Count the lines of the data below that include the string "slot", and provide nothing but the result.

Supplied information =>
######

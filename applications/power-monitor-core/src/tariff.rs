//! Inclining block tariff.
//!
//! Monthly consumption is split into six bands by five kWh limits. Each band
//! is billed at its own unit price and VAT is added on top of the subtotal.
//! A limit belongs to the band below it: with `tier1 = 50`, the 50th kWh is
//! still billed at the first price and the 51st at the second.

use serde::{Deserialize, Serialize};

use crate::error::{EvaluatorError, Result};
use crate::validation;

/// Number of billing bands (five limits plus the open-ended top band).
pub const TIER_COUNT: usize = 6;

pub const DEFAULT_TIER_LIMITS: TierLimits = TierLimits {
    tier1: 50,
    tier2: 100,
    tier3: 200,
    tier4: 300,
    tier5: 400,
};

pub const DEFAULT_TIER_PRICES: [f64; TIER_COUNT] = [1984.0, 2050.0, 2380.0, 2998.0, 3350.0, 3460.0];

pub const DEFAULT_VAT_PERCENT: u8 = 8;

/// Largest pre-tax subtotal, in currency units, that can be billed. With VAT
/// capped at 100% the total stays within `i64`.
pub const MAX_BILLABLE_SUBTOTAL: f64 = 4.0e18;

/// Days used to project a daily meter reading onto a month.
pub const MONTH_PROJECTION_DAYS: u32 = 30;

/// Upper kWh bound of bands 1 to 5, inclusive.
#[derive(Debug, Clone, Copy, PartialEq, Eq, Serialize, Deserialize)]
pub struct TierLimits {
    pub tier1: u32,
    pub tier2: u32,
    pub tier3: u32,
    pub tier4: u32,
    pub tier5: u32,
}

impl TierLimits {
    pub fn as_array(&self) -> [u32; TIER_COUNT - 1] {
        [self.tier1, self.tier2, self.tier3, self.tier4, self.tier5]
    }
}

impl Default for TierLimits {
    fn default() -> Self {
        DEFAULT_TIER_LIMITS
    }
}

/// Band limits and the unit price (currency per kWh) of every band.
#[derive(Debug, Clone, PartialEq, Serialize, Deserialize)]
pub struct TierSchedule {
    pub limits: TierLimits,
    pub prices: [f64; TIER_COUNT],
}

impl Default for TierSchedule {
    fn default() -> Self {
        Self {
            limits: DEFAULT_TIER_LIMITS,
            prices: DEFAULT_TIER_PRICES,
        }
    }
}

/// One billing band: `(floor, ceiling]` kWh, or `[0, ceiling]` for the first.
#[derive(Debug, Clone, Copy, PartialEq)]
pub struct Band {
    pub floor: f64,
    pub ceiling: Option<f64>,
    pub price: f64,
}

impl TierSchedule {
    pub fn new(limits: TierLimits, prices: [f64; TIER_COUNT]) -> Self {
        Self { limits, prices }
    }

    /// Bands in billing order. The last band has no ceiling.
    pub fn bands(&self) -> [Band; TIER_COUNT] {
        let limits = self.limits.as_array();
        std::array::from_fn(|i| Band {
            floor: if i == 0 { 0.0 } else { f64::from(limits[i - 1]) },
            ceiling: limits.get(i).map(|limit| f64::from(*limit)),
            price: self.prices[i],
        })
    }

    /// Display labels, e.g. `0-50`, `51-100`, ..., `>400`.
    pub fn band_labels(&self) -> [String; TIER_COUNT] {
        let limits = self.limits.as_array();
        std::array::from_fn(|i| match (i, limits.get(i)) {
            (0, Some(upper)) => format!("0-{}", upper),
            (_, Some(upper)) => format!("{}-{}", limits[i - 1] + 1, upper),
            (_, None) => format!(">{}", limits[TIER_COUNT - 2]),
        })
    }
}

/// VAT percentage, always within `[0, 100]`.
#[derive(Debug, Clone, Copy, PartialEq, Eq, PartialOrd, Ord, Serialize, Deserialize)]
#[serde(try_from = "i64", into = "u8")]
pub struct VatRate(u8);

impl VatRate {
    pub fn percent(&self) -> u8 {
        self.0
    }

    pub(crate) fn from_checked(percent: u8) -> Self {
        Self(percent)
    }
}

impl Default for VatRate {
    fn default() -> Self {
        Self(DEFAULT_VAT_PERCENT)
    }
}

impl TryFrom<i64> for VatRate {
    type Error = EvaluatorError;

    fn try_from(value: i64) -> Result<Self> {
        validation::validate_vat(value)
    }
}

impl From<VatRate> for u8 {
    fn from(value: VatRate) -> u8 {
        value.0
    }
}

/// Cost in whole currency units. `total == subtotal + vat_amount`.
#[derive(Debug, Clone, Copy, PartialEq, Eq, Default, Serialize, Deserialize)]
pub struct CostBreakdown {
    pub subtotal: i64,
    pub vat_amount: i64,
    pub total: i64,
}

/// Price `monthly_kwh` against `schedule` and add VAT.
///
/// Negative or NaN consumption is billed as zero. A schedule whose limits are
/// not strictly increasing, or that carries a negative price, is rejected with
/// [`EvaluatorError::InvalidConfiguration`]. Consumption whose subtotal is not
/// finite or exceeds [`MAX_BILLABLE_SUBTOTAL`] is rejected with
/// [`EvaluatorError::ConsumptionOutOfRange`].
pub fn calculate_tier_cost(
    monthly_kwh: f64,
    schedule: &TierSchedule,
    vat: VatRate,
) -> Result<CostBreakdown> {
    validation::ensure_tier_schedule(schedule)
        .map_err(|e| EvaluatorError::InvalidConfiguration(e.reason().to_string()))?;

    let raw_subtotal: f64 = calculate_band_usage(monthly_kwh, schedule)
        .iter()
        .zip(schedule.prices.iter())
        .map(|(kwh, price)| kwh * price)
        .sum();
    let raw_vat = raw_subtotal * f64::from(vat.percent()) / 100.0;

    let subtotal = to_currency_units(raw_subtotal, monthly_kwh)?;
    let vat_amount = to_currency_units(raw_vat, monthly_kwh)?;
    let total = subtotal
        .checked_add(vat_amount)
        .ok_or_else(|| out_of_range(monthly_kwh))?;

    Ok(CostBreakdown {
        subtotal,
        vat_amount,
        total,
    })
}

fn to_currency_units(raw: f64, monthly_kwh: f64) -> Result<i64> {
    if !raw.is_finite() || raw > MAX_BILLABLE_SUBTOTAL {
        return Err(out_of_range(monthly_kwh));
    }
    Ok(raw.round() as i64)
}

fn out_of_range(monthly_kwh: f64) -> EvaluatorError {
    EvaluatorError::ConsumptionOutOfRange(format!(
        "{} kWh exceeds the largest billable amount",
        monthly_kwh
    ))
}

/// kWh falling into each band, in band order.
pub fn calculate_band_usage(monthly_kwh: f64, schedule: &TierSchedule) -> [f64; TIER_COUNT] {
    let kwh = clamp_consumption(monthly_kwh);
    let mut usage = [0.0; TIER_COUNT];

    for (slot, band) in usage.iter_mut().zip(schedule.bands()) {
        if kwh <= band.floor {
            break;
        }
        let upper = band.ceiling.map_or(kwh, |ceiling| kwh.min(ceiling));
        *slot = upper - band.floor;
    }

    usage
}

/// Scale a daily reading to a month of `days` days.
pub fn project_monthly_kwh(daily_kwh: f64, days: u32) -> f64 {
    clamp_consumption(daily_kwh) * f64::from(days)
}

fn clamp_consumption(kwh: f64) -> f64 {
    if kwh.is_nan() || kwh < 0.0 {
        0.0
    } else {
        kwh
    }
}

######

Answer box =>
2